Suivez le guide de la gestapo à Paris

Ach, le ‘’Gross Paris’’!… Ses beaux quartiers, ses hôtels luxueux, ses boîtes de nuits, ses ‘’cholies mademoizelles’’. Rue Lauriston, rue des Saussaies, rue Bassano, rue de la Pompe, avenue Foch, hôtel Ritz, Crillon... Autant de lieux prestigieux aux noms évocateurs. Et pourtant. ces chics arrondissements de Paris portent la trace sombre des pires heures de la collaboration. Visite guidée dans ce Paris de la Gestapo.

Le 14 juin 1940, Paris est déclarée ‘’ville ouverte’’ et les troupes allemandes victorieuses défilent dans la ville descendant d’un pas martial les Champs Elysées.
Le général Von Stutnitz, 1er commandant du Grand Paris s’installe à l’hôtel Crillon  tandis que les drapeaux à croix gammées commencent à flotter de la Tour Eiffel à l’Arc de Triomphe.
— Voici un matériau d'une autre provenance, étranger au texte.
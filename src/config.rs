//! Configuration management for the application.
//!
//! This module handles loading, validating, and saving application configuration
//! in TOML format with platform-specific directory resolution.

use anyhow::{Context, Result};
use serde::{Deserialize, Serialize};
use std::fs;
use std::path::{Path, PathBuf};
use std::time::Duration;

use crate::constants::{CONFIG_DIR_ENV, CONFIG_DIR_NAME, SAVE_SLOT_FILE_NAME};

/// Longest notice display time accepted (one minute).
const MAX_NOTICE_DURATION_MS: u64 = 60_000;

/// Path configuration for file system locations.
#[derive(Debug, Clone, PartialEq, Eq, Serialize, Deserialize, Default)]
#[serde(default)]
pub struct PathConfig {
    /// Save slot file. Defaults to `habitat-layout.json` in the config directory.
    pub save_slot: Option<PathBuf>,
}

/// Editor behaviour.
#[derive(Debug, Clone, PartialEq, Eq, Serialize, Deserialize)]
#[serde(default)]
pub struct EditorConfig {
    /// How long the collision notice stays visible, in milliseconds
    pub notice_duration_ms: u64,
}

impl Default for EditorConfig {
    fn default() -> Self {
        Self {
            notice_duration_ms: 3000,
        }
    }
}

impl EditorConfig {
    /// Notice display time as a [`Duration`].
    #[must_use]
    pub const fn notice_duration(&self) -> Duration {
        Duration::from_millis(self.notice_duration_ms)
    }
}

/// Application configuration.
#[derive(Debug, Clone, PartialEq, Eq, Serialize, Deserialize, Default)]
#[serde(default)]
pub struct Config {
    /// File system paths
    pub paths: PathConfig,
    /// Editor preferences
    pub editor: EditorConfig,
}

impl Config {
    /// Creates a new Config with default values.
    #[must_use]
    pub fn new() -> Self {
        Self::default()
    }

    /// Gets the config directory path.
    ///
    /// `HABITAT_PLANNER_CONFIG_DIR` overrides the platform default:
    /// - Linux: `~/.config/HabitatPlanner/`
    /// - macOS: `~/Library/Application Support/HabitatPlanner/`
    /// - Windows: `%APPDATA%\HabitatPlanner\`
    pub fn config_dir() -> Result<PathBuf> {
        if let Some(dir) = std::env::var_os(CONFIG_DIR_ENV).filter(|dir| !dir.is_empty()) {
            return Ok(PathBuf::from(dir));
        }

        let config_dir = dirs::config_dir()
            .context("Failed to determine config directory")?
            .join(CONFIG_DIR_NAME);

        Ok(config_dir)
    }

    /// Gets the full path to the config file.
    pub fn config_file_path() -> Result<PathBuf> {
        Ok(Self::config_dir()?.join("config.toml"))
    }

    /// Loads configuration from the config file.
    ///
    /// If the file doesn't exist, returns default configuration.
    pub fn load() -> Result<Self> {
        Self::load_from(&Self::config_file_path()?)
    }

    /// Loads configuration from `path`, defaulting when it is absent.
    pub fn load_from(path: &Path) -> Result<Self> {
        if !path.exists() {
            return Ok(Self::default());
        }

        let content = fs::read_to_string(path)
            .context(format!("Failed to read config file: {}", path.display()))?;

        let config: Self = toml::from_str(&content)
            .context(format!("Failed to parse config file: {}", path.display()))?;

        config.validate()?;
        Ok(config)
    }

    /// Saves configuration to the config file.
    ///
    /// Uses temp file + rename pattern for atomic writes.
    pub fn save(&self) -> Result<()> {
        self.save_to(&Self::config_file_path()?)
    }

    /// Saves configuration to `path` atomically.
    pub fn save_to(&self, path: &Path) -> Result<()> {
        self.validate()?;

        if let Some(dir) = path.parent() {
            fs::create_dir_all(dir).context(format!(
                "Failed to create config directory: {}",
                dir.display()
            ))?;
        }

        let content = toml::to_string_pretty(self).context("Failed to serialize configuration")?;

        let temp_path = path.with_extension("toml.tmp");

        fs::write(&temp_path, content).context(format!(
            "Failed to write temp config file: {}",
            temp_path.display()
        ))?;

        fs::rename(&temp_path, path).context(format!(
            "Failed to rename temp config file to: {}",
            path.display()
        ))?;

        Ok(())
    }

    /// Validates configuration values.
    ///
    /// Checks:
    /// - `notice_duration_ms` is between 1 and 60000
    /// - `save_slot` (if set) is not empty and not a directory
    pub fn validate(&self) -> Result<()> {
        let ms = self.editor.notice_duration_ms;
        if ms == 0 || ms > MAX_NOTICE_DURATION_MS {
            anyhow::bail!(
                "Notice duration must be between 1 and {MAX_NOTICE_DURATION_MS} ms, got {ms}"
            );
        }

        if let Some(slot) = &self.paths.save_slot {
            if slot.as_os_str().is_empty() {
                anyhow::bail!("Save slot path must not be empty");
            }
            if slot.is_dir() {
                anyhow::bail!("Save slot path is a directory: {}", slot.display());
            }
        }

        Ok(())
    }

    /// Resolves the save slot file, falling back to the config directory.
    pub fn save_slot_path(&self) -> Result<PathBuf> {
        match &self.paths.save_slot {
            Some(path) => Ok(path.clone()),
            None => Ok(Self::config_dir()?.join(SAVE_SLOT_FILE_NAME)),
        }
    }
}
On avance les horloges d’une heure. C’est le début de l’Occupation.
Très vite, la Gestapo (Geheime Staatspolizei) police secrète du Troisième Reich créée par Hermann Goering et composée de SS triés sur le volet, s’installe et étend ses pouvoirs. Cette seule appellation donne encore froid dans le dos, synonyme de terreur, de violence, de tortures et de mort.
En France comme partout ailleurs en Europe, la Gestapo a comme tache première la répression. Elle dispose de pouvoirs très étendus et pratique des méthodes expéditives (exécution, torture). Son action se concentre sur la chasse aux opposants (politiques, résistants) et aux Juifs. A Paris, le siège de la Gestapo se trouve au 84 avenue Foch dans le 16e arrondissement.

Ce 14 juin 1940, les Parisiens peuvent entendre, diffusé par les haut-parleurs de camionnettes l’appel suivant :
‘‘Le Haut Commandement ne tolèrera aucun acte d’hostilité envers les troupes d’occupation. Tout sabotage et toute agression seront punis de mort. Le couvre-feu est fixe a 20 heures’’.
Parmi les détachements qui se répartissent dans Paris, on remarque les uniformes de la Geheime Feldpolizei, la police secrète de campagne. Cette nuit-la, descendent à l’hôtel du Louvre des hommes qui seront les premiers policiers de l’Occupation, embryon de la Gestapo. Ce Kommando autonome à mission spéciale est commandé par  Helmut Knochen. Celui-ci va s’efforcer d’élargir ses attributions en occupant successivement  l’hôtel du Louvre puis  l’hôtel Scribe, ensuite 57, boulevard Lannes et enfin 72, avenue Foch, dans le 16e arrondissement.
Son principal adjoint, le S.S. Sturmbannfurer (commandant) Boelmelburg, s’installe au 11, rue des Saussaies dans le 8e arrondissement. Cette adresse, près de l'Elysée, devient le quartier général de la Gestapo. Là, les questions étaient ponctuées de coups, d'immersions la tête la première dans une baignoire d'eau froide  et de coups de nerf de boeuf  renforcé par une tige d'acier flexible.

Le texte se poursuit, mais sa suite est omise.